Unlike Brad DeLong, Wren-Lewis seems to be impressed by the ‘rigour’ brought to macroeconomics by the New Classical counterrevolution and its rational expectations, microfoundations and ‘Lucas Critique’.

It is difficult to see why.

3634flimWren-Lewis’s ‘portrayal’ of rational expectations is not as innocent as it may look. Rational expectations in the neoclassical economists’s world implies that relevant distributions have to be time independent. This amounts to assuming that an economy is like a closed system with known stochastic probability distributions for all different events. In reality it is straining one’s beliefs to try to represent economies as outcomes of stochastic processes. An existing economy is a single realization tout court, and hardly conceivable as one realization out of an ensemble of economy-worlds, since an economy can hardly be conceived as being completely replicated over time. It is — to say the least — very difficult to see any similarity between these modelling assumptions and the expectations of real persons. In the world of the rational expectations hypothesis we are never disappointed in any other way than as when we lose at the roulette wheels. But real life is not an urn or a roulette wheel. And that’s also the reason why allowing for cases where agents ‘make predictable errors’ in the ‘New Keynesian’ models doesn’t take us a closer to a relevant and realist depiction of actual economic decisions and behaviours. If we really want to have anything of interest to say on real economies, financial crisis and the decisions and choices real people make we have to replace the rational expectations hypothesis with more relevant and realistic assumptions concerning economic agents and their expectations than childish roulette and urn analogies.
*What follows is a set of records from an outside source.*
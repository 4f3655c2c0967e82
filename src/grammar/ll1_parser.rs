use log::{debug, trace};

use super::grammar::{Symbol, END_MARK_IDX, EPSILON_IDX};
use super::ll1_parsing_table::LL1ParsingTable;
use super::token::{Token, TokenStream};
use crate::error::{Expected, InternalError, ParseError};
use crate::Grammar;

pub type NodeId = usize;

const ROOT: NodeId = 0;

#[derive(Debug, Clone, PartialEq, Eq)]
pub struct ParseTreeNode {
    /// `None` only for the synthetic root.
    pub symbol: Option<usize>,
    /// The consumed token, for terminal and end-marker leaves.
    pub token: Option<Token>,
    pub parent: Option<NodeId>,
    pub children: Vec<NodeId>,
}

/// Nodes live in one vector; `children` own the structure top-down and
/// `parent` is only a link back up.
#[derive(Debug, Clone, PartialEq, Eq)]
pub struct ParseTree {
    nodes: Vec<ParseTreeNode>,
}

impl ParseTree {
    fn new() -> Self {
        Self {
            nodes: vec![ParseTreeNode {
                symbol: None,
                token: None,
                parent: None,
                children: Vec::new(),
            }],
        }
    }

    fn push(&mut self, parent: NodeId, symbol: usize, token: Option<Token>) -> NodeId {
        let id = self.nodes.len();
        self.nodes.push(ParseTreeNode {
            symbol: Some(symbol),
            token,
            parent: Some(parent),
            children: Vec::new(),
        });
        self.nodes[parent].children.push(id);
        id
    }

    /// The synthetic root.
    pub fn root(&self) -> NodeId {
        ROOT
    }

    /// The start symbol's node, the root's only child.
    pub fn start(&self) -> Option<NodeId> {
        self.nodes[ROOT].children.first().copied()
    }

    pub fn node(&self, id: NodeId) -> &ParseTreeNode {
        &self.nodes[id]
    }

    pub fn children(&self, id: NodeId) -> &[NodeId] {
        &self.nodes[id].children
    }

    pub fn parent(&self, id: NodeId) -> Option<NodeId> {
        self.nodes[id].parent
    }

    pub fn len(&self) -> usize {
        self.nodes.len()
    }

    pub fn is_empty(&self) -> bool {
        self.nodes.len() == 1
    }
}

#[derive(Debug, Clone, Copy, PartialEq, Eq)]
enum StackEntry {
    Symbol(usize),
    Epsilon,
    /// Children of the current node are done; move back up.
    Ascend,
}

fn lookahead(g: &Grammar, tokens: &TokenStream) -> Option<usize> {
    g.get_symbol_index(&tokens.peek().kind)
        .filter(|&t| g.symbols[t].is_literal())
}

fn unexpected(tokens: &TokenStream, expected: Expected) -> ParseError {
    ParseError::UnexpectedToken {
        position: tokens.position(),
        expected,
        found: tokens.peek().kind.clone(),
    }
}

/// Table-driven LL(1) parse of `tokens` from `start_symbol`.
pub fn parse(
    g: &Grammar,
    table: &LL1ParsingTable,
    start_symbol: usize,
    tokens: &mut TokenStream,
) -> Result<ParseTree, ParseError> {
    let mut stack = vec![
        StackEntry::Symbol(END_MARK_IDX),
        StackEntry::Symbol(start_symbol),
    ];
    let mut tree = ParseTree::new();
    let mut current = ROOT;
    let mut accepted = false;

    while let Some(entry) = stack.pop() {
        trace!("{:?} at token {} ({:?})", entry, tokens.position(), tokens.peek().kind);
        match entry {
            StackEntry::Ascend => {
                current = tree.parent(current).ok_or(InternalError::AscendPastRoot)?;
            }
            StackEntry::Epsilon => {
                tree.push(current, EPSILON_IDX, None);
            }
            StackEntry::Symbol(x) => match g.symbols.get(x) {
                None => return Err(InternalError::UnknownSymbol(x).into()),
                Some(Symbol::Epsilon) => {
                    tree.push(current, EPSILON_IDX, None);
                }
                Some(Symbol::NonTerminal(nt)) => {
                    let ordinal = lookahead(g, tokens)
                        .and_then(|t| table.get(x, t))
                        .ok_or_else(|| unexpected(tokens, Expected::NonTerminal(nt.name.clone())))?;
                    let (p, right) = g
                        .production(ordinal)
                        .filter(|(p, _)| p.left == x)
                        .ok_or(InternalError::UnknownProduction(ordinal))?;
                    trace!("expand {} by production {}", nt.name, p.ordinal);

                    stack.push(StackEntry::Ascend);
                    stack.extend(right.iter().rev().map(|&s| {
                        if s == EPSILON_IDX {
                            StackEntry::Epsilon
                        } else {
                            StackEntry::Symbol(s)
                        }
                    }));
                    current = tree.push(current, x, None);
                }
                Some(_) => {
                    if lookahead(g, tokens) != Some(x) {
                        return Err(unexpected(
                            tokens,
                            Expected::Terminal(g.get_symbol_name(x).to_string()),
                        ));
                    }
                    let token = tokens.pop();
                    if x == END_MARK_IDX && current == ROOT {
                        // Bottom of the stack: no leaf, the root keeps one child.
                        accepted = true;
                    } else {
                        tree.push(current, x, Some(token));
                    }
                }
            },
        }
    }

    if !accepted {
        return Err(InternalError::StackUnderflow.into());
    }
    if current != ROOT || tree.start().is_none() {
        return Err(InternalError::UnbalancedTree.into());
    }
    if !tokens.is_exhausted() {
        return Err(unexpected(tokens, Expected::Terminal(g.get_symbol_name(END_MARK_IDX).to_string())));
    }

    debug!("parsed {} tokens into {} nodes", tokens.position(), tree.len());
    Ok(tree)
}

impl Grammar {
    /// [`parse`] from the grammar's start symbol.
    pub fn ll1_parse(&self, table: &LL1ParsingTable, tokens: &mut TokenStream) -> Result<ParseTree, ParseError> {
        parse(self, table, self.start_symbol, tokens)
    }
}

#[cfg(test)]
mod tests {
    use super::*;
    use pretty_assertions::assert_eq;

    fn tokens(kinds: &str) -> TokenStream {
        TokenStream::new(kinds.split_whitespace().map(|k| Token::new(k, None)).collect())
    }

    fn parse_text(grammar: &str, input: &str) -> (Grammar, Result<ParseTree, ParseError>) {
        let g = Grammar::parse(grammar).unwrap();
        let table = g.generate_ll1_parsing_table().unwrap();
        let result = g.ll1_parse(&table, &mut tokens(input));
        (g, result)
    }

    #[test]
    fn balanced_input_parses() {
        let (g, tree) = parse_text("S -> a S b | lambda", "a a b b $");
        let tree = tree.unwrap();
        assert_eq!(tree.to_plaintext(&g), "S(a S(a S(lambda) b) b)");

        let start = tree.start().unwrap();
        assert_eq!(tree.children(tree.root()), &[start]);
        assert_eq!(tree.node(start).symbol, Some(g.symbol("S").unwrap()));
        assert_eq!(tree.parent(start), Some(tree.root()));
        for &child in tree.children(start) {
            assert_eq!(tree.parent(child), Some(start));
        }
    }

    #[test]
    fn missing_prediction_fails() {
        let (_, result) = parse_text("S -> a S b | lambda", "a c $");
        assert_eq!(
            result.unwrap_err(),
            ParseError::UnexpectedToken {
                position: 1,
                expected: Expected::NonTerminal("S".to_string()),
                found: "c".to_string(),
            }
        );
    }

    #[test]
    fn terminal_mismatch_fails() {
        let (_, result) = parse_text("S -> a b", "a a $");
        assert_eq!(
            result.unwrap_err(),
            ParseError::UnexpectedToken {
                position: 1,
                expected: Expected::Terminal("b".to_string()),
                found: "a".to_string(),
            }
        );
    }

    #[test]
    fn trailing_input_fails() {
        let (_, result) = parse_text("S -> a", "a a $");
        assert_eq!(
            result.unwrap_err(),
            ParseError::UnexpectedToken {
                position: 1,
                expected: Expected::Terminal("$".to_string()),
                found: "a".to_string(),
            }
        );
    }

    #[test]
    fn implicit_end_of_input() {
        let (g, tree) = parse_text("S -> a S b | lambda", "a b");
        assert_eq!(tree.unwrap().to_plaintext(&g), "S(a S(lambda) b)");
    }

    #[test]
    fn end_marker_in_start_production() {
        let (g, tree) = parse_text("S -> A $\nA -> a A | lambda", "a a $");
        assert_eq!(tree.unwrap().to_plaintext(&g), "S(A(a A(a A(lambda))) $)");
    }

    #[test]
    fn unknown_token_kind() {
        let (_, result) = parse_text("S -> a", "zzz $");
        assert_eq!(
            result.unwrap_err(),
            ParseError::UnexpectedToken {
                position: 0,
                expected: Expected::NonTerminal("S".to_string()),
                found: "zzz".to_string(),
            }
        );
    }

    #[test]
    fn leaves_keep_lexemes() {
        let g = Grammar::parse(
            "E -> T E'
             E' -> + T E' | lambda
             T -> F T'
             T' -> * F T' | lambda
             F -> ( E ) | id",
        )
        .unwrap();
        let table = g.generate_ll1_parsing_table().unwrap();
        let mut ts = TokenStream::parse("id x\n+\nid y\n*\nid z\n$");
        let tree = g.ll1_parse(&table, &mut ts).unwrap();

        assert_eq!(
            tree.to_plaintext(&g),
            "E(T(F(id) T'(lambda)) E'(+ T(F(id) T'(* F(id) T'(lambda))) E'(lambda)))"
        );
        let lexemes: Vec<&str> = (0..tree.len())
            .filter_map(|id| tree.node(id).token.as_ref())
            .filter_map(|t| t.lexeme.as_deref())
            .collect();
        assert_eq!(lexemes, vec!["x", "y", "z"]);
    }

    #[test]
    fn bad_table_is_an_internal_error() {
        let g = Grammar::parse("S -> a").unwrap();
        let mut table = g.generate_ll1_parsing_table().unwrap();
        let s = g.symbol("S").unwrap();
        let a = g.symbol("a").unwrap();
        table.entries.insert((s, a), 42);
        assert_eq!(
            g.ll1_parse(&table, &mut tokens("a $")).unwrap_err(),
            ParseError::Internal(InternalError::UnknownProduction(42))
        );
    }
}
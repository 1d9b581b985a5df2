//! Configuration Types
//!
//! Runner settings with sensible defaults.
//! Supports global (~/.config/agentgate/) and project (.agentgate/) level configuration.

use serde::{Deserialize, Serialize};
use std::time::Duration;

use crate::constants::{execution, openai};
use crate::types::{GateError, Result};

/// Root runner configuration
#[derive(Debug, Clone, Serialize, Deserialize)]
#[serde(default)]
pub struct RunnerConfig {
    /// Configuration version
    pub version: String,

    /// Completion endpoint settings
    pub openai: OpenAiSettings,

    /// Progress output settings
    pub output: OutputSettings,
}

impl Default for RunnerConfig {
    fn default() -> Self {
        Self {
            version: "1.0".to_string(),
            openai: OpenAiSettings::default(),
            output: OutputSettings::default(),
        }
    }
}

impl RunnerConfig {
    /// Validate configuration values are within acceptable ranges.
    /// Returns `GateError::Config` on validation failure.
    pub fn validate(&self) -> Result<()> {
        let base = url::Url::parse(&self.openai.api_base).map_err(|e| {
            GateError::Config(format!(
                "openai.api_base is not a valid URL ({}): {}",
                self.openai.api_base, e
            ))
        })?;
        if !matches!(base.scheme(), "http" | "https") {
            return Err(GateError::Config(format!(
                "openai.api_base must use http or https, got {}",
                base.scheme()
            )));
        }

        if self.openai.model.trim().is_empty() || self.openai.preflight_model.trim().is_empty() {
            return Err(GateError::Config(
                "openai.model and openai.preflight_model must not be empty".to_string(),
            ));
        }

        if self.openai.max_output_tokens == 0 {
            return Err(GateError::Config(
                "openai.max_output_tokens must be greater than 0".to_string(),
            ));
        }

        if self.openai.request_timeout_secs == 0 || self.openai.preflight_timeout_secs == 0 {
            return Err(GateError::Config(
                "openai timeouts must be greater than 0".to_string(),
            ));
        }

        if self.output.heartbeat_interval_secs == 0 {
            return Err(GateError::Config(
                "output.heartbeat_interval_secs must be greater than 0".to_string(),
            ));
        }

        Ok(())
    }
}

// =============================================================================
// OpenAI Settings
// =============================================================================

#[derive(Debug, Clone, Serialize, Deserialize)]
#[serde(default)]
pub struct OpenAiSettings {
    /// API base URL (chat completions are posted to {api_base}/chat/completions)
    pub api_base: String,

    /// Model for agent execution
    pub model: String,

    /// Model for the preflight credential ping
    pub preflight_model: String,

    /// Output token budget per completion
    pub max_output_tokens: u32,

    /// Upper bound on one completion request
    pub request_timeout_secs: u64,

    /// Upper bound on the preflight ping
    pub preflight_timeout_secs: u64,
}

impl Default for OpenAiSettings {
    fn default() -> Self {
        Self {
            api_base: openai::DEFAULT_API_BASE.to_string(),
            model: openai::DEFAULT_MODEL.to_string(),
            preflight_model: openai::DEFAULT_PREFLIGHT_MODEL.to_string(),
            max_output_tokens: openai::DEFAULT_MAX_OUTPUT_TOKENS,
            request_timeout_secs: openai::DEFAULT_REQUEST_TIMEOUT_SECS,
            preflight_timeout_secs: openai::PREFLIGHT_TIMEOUT_SECS,
        }
    }
}

impl OpenAiSettings {
    pub fn request_timeout(&self) -> Duration {
        Duration::from_secs(self.request_timeout_secs)
    }

    pub fn preflight_timeout(&self) -> Duration {
        Duration::from_secs(self.preflight_timeout_secs)
    }
}

// =============================================================================
// Output Settings
// =============================================================================

#[derive(Debug, Clone, Serialize, Deserialize)]
#[serde(default)]
pub struct OutputSettings {
    /// Replace the visual loader with periodic heartbeat log lines
    pub disable_loader: bool,

    /// Seconds between heartbeat lines
    pub heartbeat_interval_secs: u64,
}

impl Default for OutputSettings {
    fn default() -> Self {
        Self {
            disable_loader: false,
            heartbeat_interval_secs: execution::HEARTBEAT_INTERVAL_SECS,
        }
    }
}

#[cfg(test)]
mod tests {
    use super::*;

    #[test]
    fn test_default_config_is_valid() {
        let config = RunnerConfig::default();
        assert!(config.validate().is_ok());
        assert_eq!(config.openai.model, "gpt-4.1");
        assert_eq!(config.openai.preflight_model, "gpt-4.1-mini");
        assert_eq!(config.openai.max_output_tokens, 64_000);
    }

    #[test]
    fn test_rejects_bad_api_base() {
        let mut config = RunnerConfig::default();
        config.openai.api_base = "ftp://example.com".to_string();
        assert!(matches!(config.validate(), Err(GateError::Config(_))));

        config.openai.api_base = "not a url".to_string();
        assert!(matches!(config.validate(), Err(GateError::Config(_))));
    }

    #[test]
    fn test_rejects_zero_budget() {
        let mut config = RunnerConfig::default();
        config.openai.max_output_tokens = 0;
        assert!(config.validate().is_err());
    }

    #[test]
    fn test_rejects_zero_heartbeat() {
        let mut config = RunnerConfig::default();
        config.output.heartbeat_interval_secs = 0;
        assert!(config.validate().is_err());
    }
}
‘Rigorous’ and ‘precise’ New Classical models — and that goes for the ‘New Keynesian’ variety too — cannot be considered anything else than unsubstantiated conjectures as long as they aren’t supported by evidence from outside the theory or model. To my knowledge no in any way decisive empirical evidence has been presented.


No matter how precise and rigorous the analysis, and no matter how hard one tries to cast the argument in modern mathematical form, they do not push economic science forwards one single millimeter if they do not stand the acid test of relevance to the target. No matter how clear, precise, rigorous or certain the inferences delivered inside these models are, they do not per se say anything about real world economies.

Proving things ‘rigorously’ in mathematical models is at most a starting-point for doing an interesting and relevant economic analysis. Forgetting to supply export warrants to the real world makes the analysis an empty exercise in formalism without real scientific value.